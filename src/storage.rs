//! Key-value persistence for client-side stores.
//!
//! Stores serialize themselves into a `{"state": ..., "version": N}` envelope,
//! the same payload the browser build keeps in local storage, and hand the
//! string to a [`KeyValueStorage`]. The app picks the backend and owns it.

use crate::error::{DexVisionError, StorageError};
use serde::de::DeserializeOwned;
use serde::{Deserialize, Serialize};
use std::collections::HashMap;
use std::path::{Path, PathBuf};

/// String-keyed, string-valued storage.
pub trait KeyValueStorage {
    fn get(&self, key: &str) -> Result<Option<String>, StorageError>;
    fn set(&mut self, key: &str, value: &str) -> Result<(), StorageError>;
    fn remove(&mut self, key: &str) -> Result<(), StorageError>;
}

// ─── MemoryStorage ───────────────────────────────────────────────────────────

/// In-process storage. Nothing survives the process.
#[derive(Debug, Clone, Default)]
pub struct MemoryStorage {
    entries: HashMap<String, String>,
}

impl MemoryStorage {
    pub fn new() -> Self {
        Self::default()
    }

    pub fn len(&self) -> usize {
        self.entries.len()
    }

    pub fn is_empty(&self) -> bool {
        self.entries.is_empty()
    }
}

impl KeyValueStorage for MemoryStorage {
    fn get(&self, key: &str) -> Result<Option<String>, StorageError> {
        Ok(self.entries.get(key).cloned())
    }

    fn set(&mut self, key: &str, value: &str) -> Result<(), StorageError> {
        self.entries.insert(key.to_string(), value.to_string());
        Ok(())
    }

    fn remove(&mut self, key: &str) -> Result<(), StorageError> {
        self.entries.remove(key);
        Ok(())
    }
}

// ─── FileStorage ─────────────────────────────────────────────────────────────

/// One `<key>.json` file per key under a directory.
///
/// The directory is created on first write.
#[derive(Debug, Clone)]
pub struct FileStorage {
    dir: PathBuf,
}

impl FileStorage {
    pub fn new(dir: impl Into<PathBuf>) -> Self {
        Self { dir: dir.into() }
    }

    pub fn dir(&self) -> &Path {
        &self.dir
    }

    fn path_for(&self, key: &str) -> Result<PathBuf, StorageError> {
        let valid = !key.is_empty()
            && key
                .chars()
                .all(|c| c.is_ascii_alphanumeric() || matches!(c, '-' | '_' | '.'))
            && !key.starts_with('.');
        if !valid {
            return Err(StorageError::InvalidKey(key.to_string()));
        }
        Ok(self.dir.join(format!("{key}.json")))
    }
}

fn io_error(key: &str, source: std::io::Error) -> StorageError {
    StorageError::Io {
        key: key.to_string(),
        source,
    }
}

impl KeyValueStorage for FileStorage {
    fn get(&self, key: &str) -> Result<Option<String>, StorageError> {
        let path = self.path_for(key)?;
        match std::fs::read_to_string(&path) {
            Ok(contents) => {
                tracing::debug!("Read {} bytes from {}", contents.len(), path.display());
                Ok(Some(contents))
            }
            Err(e) if e.kind() == std::io::ErrorKind::NotFound => Ok(None),
            Err(e) => Err(io_error(key, e)),
        }
    }

    fn set(&mut self, key: &str, value: &str) -> Result<(), StorageError> {
        let path = self.path_for(key)?;
        std::fs::create_dir_all(&self.dir).map_err(|e| io_error(key, e))?;
        // Replace atomically; readers never see a half-written file.
        let tmp = path.with_extension("json.tmp");
        std::fs::write(&tmp, value).map_err(|e| io_error(key, e))?;
        if let Err(e) = std::fs::rename(&tmp, &path) {
            if let Err(cleanup) = std::fs::remove_file(&tmp) {
                tracing::warn!("Failed to remove {}: {}", tmp.display(), cleanup);
            }
            return Err(io_error(key, e));
        }
        tracing::debug!("Wrote {} bytes to {}", value.len(), path.display());
        Ok(())
    }

    fn remove(&mut self, key: &str) -> Result<(), StorageError> {
        let path = self.path_for(key)?;
        match std::fs::remove_file(&path) {
            Ok(()) => Ok(()),
            Err(e) if e.kind() == std::io::ErrorKind::NotFound => Ok(()),
            Err(e) => Err(io_error(key, e)),
        }
    }
}

// ─── Envelope ────────────────────────────────────────────────────────────────

/// Persisted payload wrapper.
#[derive(Debug, Clone, PartialEq, Serialize, Deserialize)]
pub struct Persisted<T> {
    pub state: T,
    #[serde(default)]
    pub version: u32,
}

/// Load `T` from `key`. A missing key yields `None`.
pub fn load_state<T, S>(storage: &S, key: &str) -> Result<Option<T>, DexVisionError>
where
    T: DeserializeOwned,
    S: KeyValueStorage + ?Sized,
{
    let Some(raw) = storage.get(key)? else {
        tracing::debug!("No persisted state under {}", key);
        return Ok(None);
    };
    let envelope: Persisted<T> = serde_json::from_str(&raw).map_err(|e| {
        tracing::warn!("Persisted state under {} is unreadable: {}", key, e);
        e
    })?;
    Ok(Some(envelope.state))
}

pub fn save_state<T, S>(storage: &mut S, key: &str, state: &T, version: u32) -> Result<(), DexVisionError>
where
    T: Serialize,
    S: KeyValueStorage + ?Sized,
{
    #[derive(Serialize)]
    struct Envelope<'a, T> {
        state: &'a T,
        version: u32,
    }

    let raw = serde_json::to_string(&Envelope { state, version })?;
    storage.set(key, &raw)?;
    Ok(())
}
++++++++++++++++++++
- _Exercise requirements_
An exact copy of the lines above, from the one containing "String-keyed, string-valued storage." through the one containing "survives the process.", is the whole of the answer.

- _Your response_
/// String-keyed, string-valued storage.
pub trait KeyValueStorage {
    fn get(&self, key: &str) -> Result<Option<String>, StorageError>;
    fn set(&mut self, key: &str, value: &str) -> Result<(), StorageError>;
    fn remove(&mut self, key: &str) -> Result<(), StorageError>;
}

// ─── MemoryStorage ───────────────────────────────────────────────────────────

/// In-process storage. Nothing survives the process.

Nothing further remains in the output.